→ **TASK DIRECTIONS**: Retype each record exactly.

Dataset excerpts
──────

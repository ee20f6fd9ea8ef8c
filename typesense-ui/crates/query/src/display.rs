//! Presentation helpers shared by front-ends.

use core_types::CollectionSchema;
use serde_json::Value;

/// Columns shown before the user picks any.
pub const DEFAULT_VISIBLE_COLUMNS: usize = 6;

/// Pager arithmetic for one result page.
#[derive(Debug, Clone, Copy, PartialEq, Eq)]
pub struct PageWindow {
    pub page: u32,
    pub per_page: u32,
    pub found: u64,
    pub total_pages: u32,
    /// 1-based index of the first row on this page. 0 when the page is empty,
    /// either because nothing matched or because it lies past the last page.
    pub first_row: u64,
    pub last_row: u64,
}

impl PageWindow {
    pub fn new(found: u64, page: u32, per_page: u32) -> Self {
        let page = page.max(1);
        let per = u64::from(per_page.max(1));
        let total_pages = u32::try_from(found.div_ceil(per)).unwrap_or(u32::MAX);
        let start = u64::from(page - 1) * per;
        let (first_row, last_row) = if start >= found {
            (0, 0)
        } else {
            (start + 1, (start + per).min(found))
        };
        Self {
            page,
            per_page,
            found,
            total_pages,
            first_row,
            last_row,
        }
    }

    pub const fn has_prev(&self) -> bool {
        self.page > 1
    }

    pub const fn has_next(&self) -> bool {
        self.page < self.total_pages
    }

    pub const fn is_past_end(&self) -> bool {
        self.found > 0 && self.page > self.total_pages
    }
}

/// Render one document value for a table cell.
pub fn format_cell(value: &Value) -> String {
    match value {
        Value::Null => "-".to_string(),
        Value::String(s) => s.clone(),
        Value::Array(items) => items
            .iter()
            .map(|item| match item {
                Value::String(s) => s.clone(),
                other => other.to_string(),
            })
            .collect::<Vec<_>>()
            .join(", "),
        other => other.to_string(),
    }
}

pub fn default_columns(schema: &CollectionSchema) -> Vec<&str> {
    schema
        .fields
        .iter()
        .take(DEFAULT_VISIBLE_COLUMNS)
        .map(|f| f.name.as_str())
        .collect()
}
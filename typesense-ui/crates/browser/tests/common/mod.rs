//! In-memory `SearchService` used by the integration tests.

#![allow(dead_code)]

use async_trait::async_trait;
use client::{SearchService, ServiceError};
use core_types::{CollectionSchema, Document, Field, SearchHit, SearchParams, SearchResponse};
use serde_json::json;
use std::collections::{HashMap, VecDeque};
use std::sync::Mutex;

#[derive(Default)]
pub struct FakeService {
    collections: Mutex<Vec<CollectionSchema>>,
    documents: Mutex<HashMap<String, Vec<Document>>>,
    schema_failures: Mutex<VecDeque<ServiceError>>,
    search_failures: Mutex<VecDeque<ServiceError>>,
    searches: Mutex<Vec<(String, SearchParams)>>,
}

impl FakeService {
    pub fn with_collection(self, schema: CollectionSchema, docs: Vec<Document>) -> Self {
        self.documents
            .lock()
            .unwrap()
            .insert(schema.name.clone(), docs);
        self.collections.lock().unwrap().push(schema);
        self
    }

    pub fn fail_next_schema(&self, err: ServiceError) {
        self.schema_failures.lock().unwrap().push_back(err);
    }

    pub fn fail_next_search(&self, err: ServiceError) {
        self.search_failures.lock().unwrap().push_back(err);
    }

    pub fn searches(&self) -> Vec<(String, SearchParams)> {
        self.searches.lock().unwrap().clone()
    }

    pub fn last_search(&self) -> SearchParams {
        self.searches
            .lock()
            .unwrap()
            .last()
            .map(|(_, p)| p.clone())
            .expect("no search recorded")
    }
}

#[async_trait]
impl SearchService for FakeService {
    async fn list_collections(&self) -> Result<Vec<CollectionSchema>, ServiceError> {
        Ok(self.collections.lock().unwrap().clone())
    }

    async fn fetch_collection_schema(&self, name: &str) -> Result<CollectionSchema, ServiceError> {
        if let Some(err) = self.schema_failures.lock().unwrap().pop_front() {
            return Err(err);
        }
        self.collections
            .lock()
            .unwrap()
            .iter()
            .find(|c| c.name == name)
            .cloned()
            .ok_or_else(|| {
                ServiceError::NotFound(format!("No collection with name `{name}` found."))
            })
    }

    async fn delete_collection(&self, name: &str) -> Result<(), ServiceError> {
        let mut collections = self.collections.lock().unwrap();
        let before = collections.len();
        collections.retain(|c| c.name != name);
        if collections.len() == before {
            return Err(ServiceError::NotFound(format!("No collection with name `{name}` found.")));
        }
        self.documents.lock().unwrap().remove(name);
        Ok(())
    }

    async fn search(
        &self,
        collection: &str,
        params: &SearchParams,
    ) -> Result<SearchResponse, ServiceError> {
        self.searches
            .lock()
            .unwrap()
            .push((collection.to_string(), params.clone()));
        if let Some(err) = self.search_failures.lock().unwrap().pop_front() {
            return Err(err);
        }

        let docs = self
            .documents
            .lock()
            .unwrap()
            .get(collection)
            .cloned()
            .unwrap_or_default();
        let per_page = params.per_page as usize;
        let start = (params.page.max(1) as usize - 1) * per_page;
        let hits = docs
            .iter()
            .skip(start)
            .take(per_page)
            .cloned()
            .map(SearchHit::new)
            .collect();

        Ok(SearchResponse {
            hits,
            found: docs.len() as u64,
            out_of: docs.len() as u64,
            page: params.page,
            search_time_ms: 1,
        })
    }

    async fn get_document(&self, collection: &str, id: &str) -> Result<Document, ServiceError> {
        self.documents
            .lock()
            .unwrap()
            .get(collection)
            .and_then(|docs| docs.iter().find(|d| d["id"] == id).cloned())
            .ok_or_else(|| ServiceError::NotFound("Could not find a document with id".into()))
    }

    async fn delete_document(&self, collection: &str, id: &str) -> Result<(), ServiceError> {
        let mut documents = self.documents.lock().unwrap();
        let docs = documents
            .get_mut(collection)
            .ok_or_else(|| ServiceError::NotFound("collection not found".into()))?;
        docs.retain(|d| d["id"] != id);
        Ok(())
    }
}

pub fn doc(id: usize) -> Document {
    json!({
        "id": id.to_string(),
        "title": format!("Doc {id}"),
        "count": id,
        "is_active": id % 2 == 0,
    })
    .as_object()
    .cloned()
    .unwrap()
}

pub fn test_collection() -> CollectionSchema {
    let mut schema = CollectionSchema::new(
        "test_collection",
        vec![
            Field::new("title", "string"),
            Field::new("count", "int32"),
            Field::new("is_active", "bool"),
        ],
    );
    schema.num_documents = 60;
    schema.default_sorting_field = Some("count".into());
    schema
}

pub fn plain_collection() -> CollectionSchema {
    CollectionSchema::new(
        "plain",
        vec![Field::new("title", "string"), Field::new("count", "int32")],
    )
}

pub fn service() -> FakeService {
    FakeService::default()
        .with_collection(test_collection(), (1..=60).map(doc).collect())
        .with_collection(plain_collection(), Vec::new())
}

──────

→ **RESULT BELOW**:
repository ee20f6fd9ea8ef8c
filename typesense-ui/crates/query/src/display.rs
//! Presentation helpers shared by front-ends.

use core_types::CollectionSchema;
use serde_json::Value;

/// Columns shown before the user picks any.
pub const DEFAULT_VISIBLE_COLUMNS: usize = 6;

/// Pager arithmetic for one result page.
#[derive(Debug, Clone, Copy, PartialEq, Eq)]
pub struct PageWindow {
    pub page: u32,
    pub per_page: u32,
    pub found: u64,
    pub total_pages: u32,
    /// 1-based index of the first row on this page. 0 when the page is empty,
    /// either because nothing matched or because it lies past the last page.
    pub first_row: u64,
    pub last_row: u64,
}

impl PageWindow {
    pub fn new(found: u64, page: u32, per_page: u32) -> Self {
        let page = page.max(1);
        let per = u64::from(per_page.max(1));
        let total_pages = u32::try_from(found.div_ceil(per)).unwrap_or(u32::MAX);
        let start = u64::from(page - 1) * per;
        let (first_row, last_row) = if start >= found {
            (0, 0)
        } else {
            (start + 1, (start + per).min(found))
        };
        Self {
            page,
            per_page,
            found,
            total_pages,
            first_row,
            last_row,
        }
    }

    pub const fn has_prev(&self) -> bool {
        self.page > 1
    }

    pub const fn has_next(&self) -> bool {
        self.page < self.total_pages
    }

    pub const fn is_past_end(&self) -> bool {
        self.found > 0 && self.page > self.total_pages
    }
}

/// Render one document value for a table cell.
pub fn format_cell(value: &Value) -> String {
    match value {
        Value::Null => "-".to_string(),
        Value::String(s) => s.clone(),
        Value::Array(items) => items
            .iter()
            .map(|item| match item {
                Value::String(s) => s.clone(),
                other => other.to_string(),
            })
            .collect::<Vec<_>>()
            .join(", "),
        other => other.to_string(),
    }
}

pub fn default_columns(schema: &CollectionSchema) -> Vec<&str> {
    schema
        .fields
        .iter()
        .take(DEFAULT_VISIBLE_COLUMNS)
        .map(|f| f.name.as_str())
        .collect()
}
filename typesense-ui/crates/browser/tests/common/mod.rs
//! In-memory `SearchService` used by the integration tests.

#![allow(dead_code)]

use async_trait::async_trait;
use client::{SearchService, ServiceError};
use core_types::{CollectionSchema, Document, Field, SearchHit, SearchParams, SearchResponse};
use serde_json::json;
use std::collections::{HashMap, VecDeque};
use std::sync::Mutex;

#[derive(Default)]
pub struct FakeService {
    collections: Mutex<Vec<CollectionSchema>>,
    documents: Mutex<HashMap<String, Vec<Document>>>,
    schema_failures: Mutex<VecDeque<ServiceError>>,
    search_failures: Mutex<VecDeque<ServiceError>>,
    searches: Mutex<Vec<(String, SearchParams)>>,
}

impl FakeService {
    pub fn with_collection(self, schema: CollectionSchema, docs: Vec<Document>) -> Self {
        self.documents
            .lock()
            .unwrap()
            .insert(schema.name.clone(), docs);
        self.collections.lock().unwrap().push(schema);
        self
    }

    pub fn fail_next_schema(&self, err: ServiceError) {
        self.schema_failures.lock().unwrap().push_back(err);
    }

    pub fn fail_next_search(&self, err: ServiceError) {
        self.search_failures.lock().unwrap().push_back(err);
    }

    pub fn searches(&self) -> Vec<(String, SearchParams)> {
        self.searches.lock().unwrap().clone()
    }

    pub fn last_search(&self) -> SearchParams {
        self.searches
            .lock()
            .unwrap()
            .last()
            .map(|(_, p)| p.clone())
            .expect("no search recorded")
    }
}

#[async_trait]
impl SearchService for FakeService {
    async fn list_collections(&self) -> Result<Vec<CollectionSchema>, ServiceError> {
        Ok(self.collections.lock().unwrap().clone())
    }

    async fn fetch_collection_schema(&self, name: &str) -> Result<CollectionSchema, ServiceError> {
        if let Some(err) = self.schema_failures.lock().unwrap().pop_front() {
            return Err(err);
        }
        self.collections
            .lock()
            .unwrap()
            .iter()
            .find(|c| c.name == name)
            .cloned()
            .ok_or_else(|| {
                ServiceError::NotFound(format!("No collection with name `{name}` found."))
            })
    }

    async fn delete_collection(&self, name: &str) -> Result<(), ServiceError> {
        let mut collections = self.collections.lock().unwrap();
        let before = collections.len();
        collections.retain(|c| c.name != name);
        if collections.len() == before {
            return Err(ServiceError::NotFound(format!("No collection with name `{name}` found.")));
        }
        self.documents.lock().unwrap().remove(name);
        Ok(())
    }

    async fn search(
        &self,
        collection: &str,
        params: &SearchParams,
    ) -> Result<SearchResponse, ServiceError> {
        self.searches
            .lock()
            .unwrap()
            .push((collection.to_string(), params.clone()));
        if let Some(err) = self.search_failures.lock().unwrap().pop_front() {
            return Err(err);
        }

        let docs = self
            .documents
            .lock()
            .unwrap()
            .get(collection)
            .cloned()
            .unwrap_or_default();
        let per_page = params.per_page as usize;
        let start = (params.page.max(1) as usize - 1) * per_page;
        let hits = docs
            .iter()
            .skip(start)
            .take(per_page)
            .cloned()
            .map(SearchHit::new)
            .collect();

        Ok(SearchResponse {
            hits,
            found: docs.len() as u64,
            out_of: docs.len() as u64,
            page: params.page,
            search_time_ms: 1,
        })
    }

    async fn get_document(&self, collection: &str, id: &str) -> Result<Document, ServiceError> {
        self.documents
            .lock()
            .unwrap()
            .get(collection)
            .and_then(|docs| docs.iter().find(|d| d["id"] == id).cloned())
            .ok_or_else(|| ServiceError::NotFound("Could not find a document with id".into()))
    }

    async fn delete_document(&self, collection: &str, id: &str) -> Result<(), ServiceError> {
        let mut documents = self.documents.lock().unwrap();
        let docs = documents
            .get_mut(collection)
            .ok_or_else(|| ServiceError::NotFound("collection not found".into()))?;
        docs.retain(|d| d["id"] != id);
        Ok(())
    }
}

pub fn doc(id: usize) -> Document {
    json!({
        "id": id.to_string(),
        "title": format!("Doc {id}"),
        "count": id,
        "is_active": id % 2 == 0,
    })
    .as_object()
    .cloned()
    .unwrap()
}

pub fn test_collection() -> CollectionSchema {
    let mut schema = CollectionSchema::new(
        "test_collection",
        vec![
            Field::new("title", "string"),
            Field::new("count", "int32"),
            Field::new("is_active", "bool"),
        ],
    );
    schema.num_documents = 60;
    schema.default_sorting_field = Some("count".into());
    schema
}

pub fn plain_collection() -> CollectionSchema {
    CollectionSchema::new(
        "plain",
        vec![Field::new("title", "string"), Field::new("count", "int32")],
    )
}

pub fn service() -> FakeService {
    FakeService::default()
        .with_collection(test_collection(), (1..=60).map(doc).collect())
        .with_collection(plain_collection(), Vec::new())
}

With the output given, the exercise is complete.